• Exercise directions: Report each line of the data that includes the word "dimmed".

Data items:
========

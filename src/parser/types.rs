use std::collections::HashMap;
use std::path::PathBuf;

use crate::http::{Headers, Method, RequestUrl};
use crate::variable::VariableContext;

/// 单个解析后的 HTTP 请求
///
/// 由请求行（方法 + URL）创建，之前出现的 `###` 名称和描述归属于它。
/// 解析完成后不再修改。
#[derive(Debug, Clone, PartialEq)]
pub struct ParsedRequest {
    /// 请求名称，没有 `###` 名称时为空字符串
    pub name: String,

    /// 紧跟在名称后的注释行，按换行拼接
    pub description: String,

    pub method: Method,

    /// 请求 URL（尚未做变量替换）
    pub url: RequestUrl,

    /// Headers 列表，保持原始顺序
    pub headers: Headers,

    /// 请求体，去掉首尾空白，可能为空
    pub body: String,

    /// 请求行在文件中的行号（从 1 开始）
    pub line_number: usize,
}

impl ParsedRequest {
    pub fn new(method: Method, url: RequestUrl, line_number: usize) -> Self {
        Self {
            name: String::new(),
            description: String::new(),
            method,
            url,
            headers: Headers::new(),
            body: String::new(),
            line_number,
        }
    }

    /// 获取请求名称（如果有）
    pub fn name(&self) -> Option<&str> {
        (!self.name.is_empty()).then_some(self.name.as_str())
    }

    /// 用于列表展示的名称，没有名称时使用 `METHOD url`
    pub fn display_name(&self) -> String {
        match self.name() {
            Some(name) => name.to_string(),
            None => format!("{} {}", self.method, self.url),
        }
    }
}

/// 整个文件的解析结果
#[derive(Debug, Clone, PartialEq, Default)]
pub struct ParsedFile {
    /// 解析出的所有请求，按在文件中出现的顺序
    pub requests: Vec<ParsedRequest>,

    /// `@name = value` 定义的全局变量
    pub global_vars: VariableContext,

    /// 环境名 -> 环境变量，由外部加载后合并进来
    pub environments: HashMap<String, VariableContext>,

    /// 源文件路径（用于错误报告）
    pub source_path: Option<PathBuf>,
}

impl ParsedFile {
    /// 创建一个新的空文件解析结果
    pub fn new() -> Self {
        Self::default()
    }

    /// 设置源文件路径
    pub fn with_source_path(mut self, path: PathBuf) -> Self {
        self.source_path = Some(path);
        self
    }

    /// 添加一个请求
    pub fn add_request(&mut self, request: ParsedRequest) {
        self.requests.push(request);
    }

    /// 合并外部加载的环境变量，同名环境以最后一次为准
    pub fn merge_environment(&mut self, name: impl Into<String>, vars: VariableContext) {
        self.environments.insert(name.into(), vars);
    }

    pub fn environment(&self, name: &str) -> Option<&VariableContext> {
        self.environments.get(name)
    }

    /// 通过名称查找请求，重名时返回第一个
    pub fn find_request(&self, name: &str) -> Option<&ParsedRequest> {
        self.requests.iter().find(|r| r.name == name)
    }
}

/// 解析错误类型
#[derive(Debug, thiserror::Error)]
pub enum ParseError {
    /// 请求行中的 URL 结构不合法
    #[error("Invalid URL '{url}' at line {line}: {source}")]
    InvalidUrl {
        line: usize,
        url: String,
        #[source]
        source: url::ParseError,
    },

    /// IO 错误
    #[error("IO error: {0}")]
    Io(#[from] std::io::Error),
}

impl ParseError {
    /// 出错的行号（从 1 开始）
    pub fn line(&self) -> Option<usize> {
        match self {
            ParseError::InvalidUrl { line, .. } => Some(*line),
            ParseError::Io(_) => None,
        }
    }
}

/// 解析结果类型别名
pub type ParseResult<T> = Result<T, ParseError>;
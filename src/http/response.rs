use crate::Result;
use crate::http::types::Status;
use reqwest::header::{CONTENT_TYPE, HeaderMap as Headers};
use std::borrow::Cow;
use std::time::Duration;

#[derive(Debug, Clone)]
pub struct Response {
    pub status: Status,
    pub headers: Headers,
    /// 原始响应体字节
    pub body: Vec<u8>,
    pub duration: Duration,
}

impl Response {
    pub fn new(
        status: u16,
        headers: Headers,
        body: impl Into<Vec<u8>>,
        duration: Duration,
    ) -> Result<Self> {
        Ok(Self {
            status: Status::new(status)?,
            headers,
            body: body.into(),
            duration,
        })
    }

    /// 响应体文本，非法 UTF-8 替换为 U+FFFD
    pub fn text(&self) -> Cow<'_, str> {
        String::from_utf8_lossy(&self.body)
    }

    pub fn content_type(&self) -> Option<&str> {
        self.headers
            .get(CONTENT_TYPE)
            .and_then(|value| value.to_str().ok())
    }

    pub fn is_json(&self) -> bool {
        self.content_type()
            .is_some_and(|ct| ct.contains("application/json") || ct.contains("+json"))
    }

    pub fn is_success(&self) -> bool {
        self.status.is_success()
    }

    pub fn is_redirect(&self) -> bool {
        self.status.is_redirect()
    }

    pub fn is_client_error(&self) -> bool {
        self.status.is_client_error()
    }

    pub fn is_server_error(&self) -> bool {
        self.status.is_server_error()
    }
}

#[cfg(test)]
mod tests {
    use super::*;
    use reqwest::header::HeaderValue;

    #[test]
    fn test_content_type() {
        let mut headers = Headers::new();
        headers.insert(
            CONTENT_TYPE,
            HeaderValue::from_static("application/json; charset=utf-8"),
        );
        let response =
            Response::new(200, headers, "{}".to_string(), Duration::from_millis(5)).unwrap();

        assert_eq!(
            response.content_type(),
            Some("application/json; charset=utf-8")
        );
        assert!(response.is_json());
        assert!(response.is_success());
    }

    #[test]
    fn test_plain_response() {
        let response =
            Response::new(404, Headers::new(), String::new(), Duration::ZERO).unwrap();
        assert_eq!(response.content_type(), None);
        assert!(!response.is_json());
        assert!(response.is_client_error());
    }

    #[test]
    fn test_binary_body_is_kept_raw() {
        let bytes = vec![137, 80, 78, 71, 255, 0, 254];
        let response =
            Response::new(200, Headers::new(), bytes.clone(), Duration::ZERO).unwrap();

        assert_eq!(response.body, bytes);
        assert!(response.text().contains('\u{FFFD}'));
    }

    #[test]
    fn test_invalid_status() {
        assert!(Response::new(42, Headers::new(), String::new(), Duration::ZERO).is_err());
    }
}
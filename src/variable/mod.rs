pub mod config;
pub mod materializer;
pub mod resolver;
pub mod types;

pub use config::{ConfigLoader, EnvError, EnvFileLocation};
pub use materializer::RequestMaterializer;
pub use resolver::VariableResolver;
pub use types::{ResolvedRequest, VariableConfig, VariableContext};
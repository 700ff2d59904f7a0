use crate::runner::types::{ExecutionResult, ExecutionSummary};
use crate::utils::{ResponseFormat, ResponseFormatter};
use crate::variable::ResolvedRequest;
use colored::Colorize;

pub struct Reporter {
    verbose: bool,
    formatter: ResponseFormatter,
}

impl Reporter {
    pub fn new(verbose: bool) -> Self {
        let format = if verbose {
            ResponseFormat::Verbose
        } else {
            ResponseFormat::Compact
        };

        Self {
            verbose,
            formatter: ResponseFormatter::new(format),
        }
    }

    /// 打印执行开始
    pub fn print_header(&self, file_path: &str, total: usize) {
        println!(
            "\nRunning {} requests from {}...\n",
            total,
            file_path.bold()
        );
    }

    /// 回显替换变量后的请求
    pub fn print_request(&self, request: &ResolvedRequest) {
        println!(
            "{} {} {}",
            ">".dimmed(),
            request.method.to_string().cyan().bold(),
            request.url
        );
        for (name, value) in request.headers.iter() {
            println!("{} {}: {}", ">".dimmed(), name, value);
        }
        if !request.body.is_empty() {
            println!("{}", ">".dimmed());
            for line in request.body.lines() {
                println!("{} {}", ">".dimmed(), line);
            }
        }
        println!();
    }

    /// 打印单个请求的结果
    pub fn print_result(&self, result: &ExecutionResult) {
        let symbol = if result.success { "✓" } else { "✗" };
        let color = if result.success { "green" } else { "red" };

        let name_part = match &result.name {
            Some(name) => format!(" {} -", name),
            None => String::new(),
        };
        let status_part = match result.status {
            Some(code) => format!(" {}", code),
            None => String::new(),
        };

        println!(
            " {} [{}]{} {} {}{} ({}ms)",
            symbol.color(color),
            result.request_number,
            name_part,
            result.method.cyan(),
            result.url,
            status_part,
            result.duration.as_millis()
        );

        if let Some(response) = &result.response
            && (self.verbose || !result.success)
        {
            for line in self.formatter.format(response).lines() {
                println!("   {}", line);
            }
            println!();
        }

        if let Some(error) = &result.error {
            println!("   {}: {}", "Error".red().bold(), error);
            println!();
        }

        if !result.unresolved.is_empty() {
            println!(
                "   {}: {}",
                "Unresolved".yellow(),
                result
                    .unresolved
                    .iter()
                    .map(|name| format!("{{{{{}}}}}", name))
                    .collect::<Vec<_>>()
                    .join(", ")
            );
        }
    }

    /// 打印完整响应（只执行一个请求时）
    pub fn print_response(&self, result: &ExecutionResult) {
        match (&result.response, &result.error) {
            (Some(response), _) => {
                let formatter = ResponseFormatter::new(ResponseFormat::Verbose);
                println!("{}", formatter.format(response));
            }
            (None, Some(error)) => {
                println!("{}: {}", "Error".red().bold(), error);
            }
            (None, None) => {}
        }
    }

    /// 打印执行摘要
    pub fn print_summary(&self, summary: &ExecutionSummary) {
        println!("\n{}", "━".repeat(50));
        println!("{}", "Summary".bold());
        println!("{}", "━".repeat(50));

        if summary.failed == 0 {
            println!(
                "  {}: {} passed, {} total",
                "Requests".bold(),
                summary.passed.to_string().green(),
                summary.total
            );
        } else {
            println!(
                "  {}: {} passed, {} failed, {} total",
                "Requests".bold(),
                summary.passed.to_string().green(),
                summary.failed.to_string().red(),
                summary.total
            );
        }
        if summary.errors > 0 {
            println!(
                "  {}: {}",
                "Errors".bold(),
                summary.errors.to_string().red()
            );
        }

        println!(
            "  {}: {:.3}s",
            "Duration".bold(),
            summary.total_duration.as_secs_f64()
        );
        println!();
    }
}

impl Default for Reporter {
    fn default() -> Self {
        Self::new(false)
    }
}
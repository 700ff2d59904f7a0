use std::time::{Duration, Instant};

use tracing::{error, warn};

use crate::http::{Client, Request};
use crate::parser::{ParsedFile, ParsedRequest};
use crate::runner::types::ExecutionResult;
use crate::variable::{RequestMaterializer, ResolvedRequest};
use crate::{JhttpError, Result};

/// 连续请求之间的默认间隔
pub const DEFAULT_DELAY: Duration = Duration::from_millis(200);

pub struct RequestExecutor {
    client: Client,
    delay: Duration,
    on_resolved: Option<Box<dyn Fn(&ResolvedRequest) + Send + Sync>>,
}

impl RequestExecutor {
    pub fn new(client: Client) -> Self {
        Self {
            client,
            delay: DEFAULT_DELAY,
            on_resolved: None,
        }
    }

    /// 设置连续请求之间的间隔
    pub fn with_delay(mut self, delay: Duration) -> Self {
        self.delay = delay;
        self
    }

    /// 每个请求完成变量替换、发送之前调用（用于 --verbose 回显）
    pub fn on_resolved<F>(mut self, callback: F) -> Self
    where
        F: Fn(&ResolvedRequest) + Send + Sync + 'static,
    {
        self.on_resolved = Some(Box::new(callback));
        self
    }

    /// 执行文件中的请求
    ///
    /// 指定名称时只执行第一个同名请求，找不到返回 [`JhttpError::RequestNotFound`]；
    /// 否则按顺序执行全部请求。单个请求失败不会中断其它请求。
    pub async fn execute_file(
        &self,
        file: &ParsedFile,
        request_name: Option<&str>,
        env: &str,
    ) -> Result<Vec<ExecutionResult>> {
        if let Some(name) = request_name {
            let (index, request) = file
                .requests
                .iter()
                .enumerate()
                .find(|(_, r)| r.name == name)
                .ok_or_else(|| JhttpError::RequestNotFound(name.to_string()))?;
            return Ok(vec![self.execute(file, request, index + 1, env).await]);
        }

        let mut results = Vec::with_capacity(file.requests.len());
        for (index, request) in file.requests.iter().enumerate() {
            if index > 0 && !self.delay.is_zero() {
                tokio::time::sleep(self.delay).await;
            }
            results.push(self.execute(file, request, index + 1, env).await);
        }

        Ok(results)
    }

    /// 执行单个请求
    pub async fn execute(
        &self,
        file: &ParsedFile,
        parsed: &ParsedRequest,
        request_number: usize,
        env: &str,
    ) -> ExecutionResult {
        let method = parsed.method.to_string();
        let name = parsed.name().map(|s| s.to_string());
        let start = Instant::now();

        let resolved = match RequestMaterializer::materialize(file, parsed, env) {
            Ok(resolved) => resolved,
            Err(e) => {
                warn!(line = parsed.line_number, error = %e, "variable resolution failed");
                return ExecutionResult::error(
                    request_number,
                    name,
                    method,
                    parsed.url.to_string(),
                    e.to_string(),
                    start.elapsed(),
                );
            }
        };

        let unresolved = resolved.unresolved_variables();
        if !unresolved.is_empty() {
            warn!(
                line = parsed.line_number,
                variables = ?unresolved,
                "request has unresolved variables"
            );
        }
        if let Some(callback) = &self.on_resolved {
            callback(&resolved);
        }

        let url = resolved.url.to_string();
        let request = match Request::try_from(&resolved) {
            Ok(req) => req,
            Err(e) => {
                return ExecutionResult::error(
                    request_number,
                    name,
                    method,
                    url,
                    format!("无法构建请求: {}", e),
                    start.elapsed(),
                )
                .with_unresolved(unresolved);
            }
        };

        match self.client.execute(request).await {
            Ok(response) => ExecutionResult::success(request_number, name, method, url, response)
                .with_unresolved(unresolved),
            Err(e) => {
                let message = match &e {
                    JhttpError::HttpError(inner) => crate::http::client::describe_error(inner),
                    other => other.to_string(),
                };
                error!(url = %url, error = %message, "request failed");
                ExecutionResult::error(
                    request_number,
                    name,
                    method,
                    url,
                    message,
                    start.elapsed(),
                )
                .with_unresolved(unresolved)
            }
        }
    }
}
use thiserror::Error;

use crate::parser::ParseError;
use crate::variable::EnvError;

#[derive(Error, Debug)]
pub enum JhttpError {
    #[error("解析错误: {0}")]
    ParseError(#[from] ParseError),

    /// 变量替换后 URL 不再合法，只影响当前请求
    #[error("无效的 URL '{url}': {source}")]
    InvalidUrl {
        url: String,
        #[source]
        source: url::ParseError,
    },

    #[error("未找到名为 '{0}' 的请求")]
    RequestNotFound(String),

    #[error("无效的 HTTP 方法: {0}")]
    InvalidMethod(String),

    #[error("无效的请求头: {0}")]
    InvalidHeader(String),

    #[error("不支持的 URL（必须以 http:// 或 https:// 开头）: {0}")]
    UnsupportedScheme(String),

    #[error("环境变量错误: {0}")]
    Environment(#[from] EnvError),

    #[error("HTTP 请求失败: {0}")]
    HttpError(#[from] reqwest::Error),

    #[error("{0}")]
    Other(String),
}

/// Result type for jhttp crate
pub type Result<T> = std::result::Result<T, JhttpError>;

========

• Response to the task:
            ">".dimmed(),
            println!("{} {}: {}", ">".dimmed(), name, value);
            println!("{}", ">".dimmed());
                println!("{} {}", ">".dimmed(), line);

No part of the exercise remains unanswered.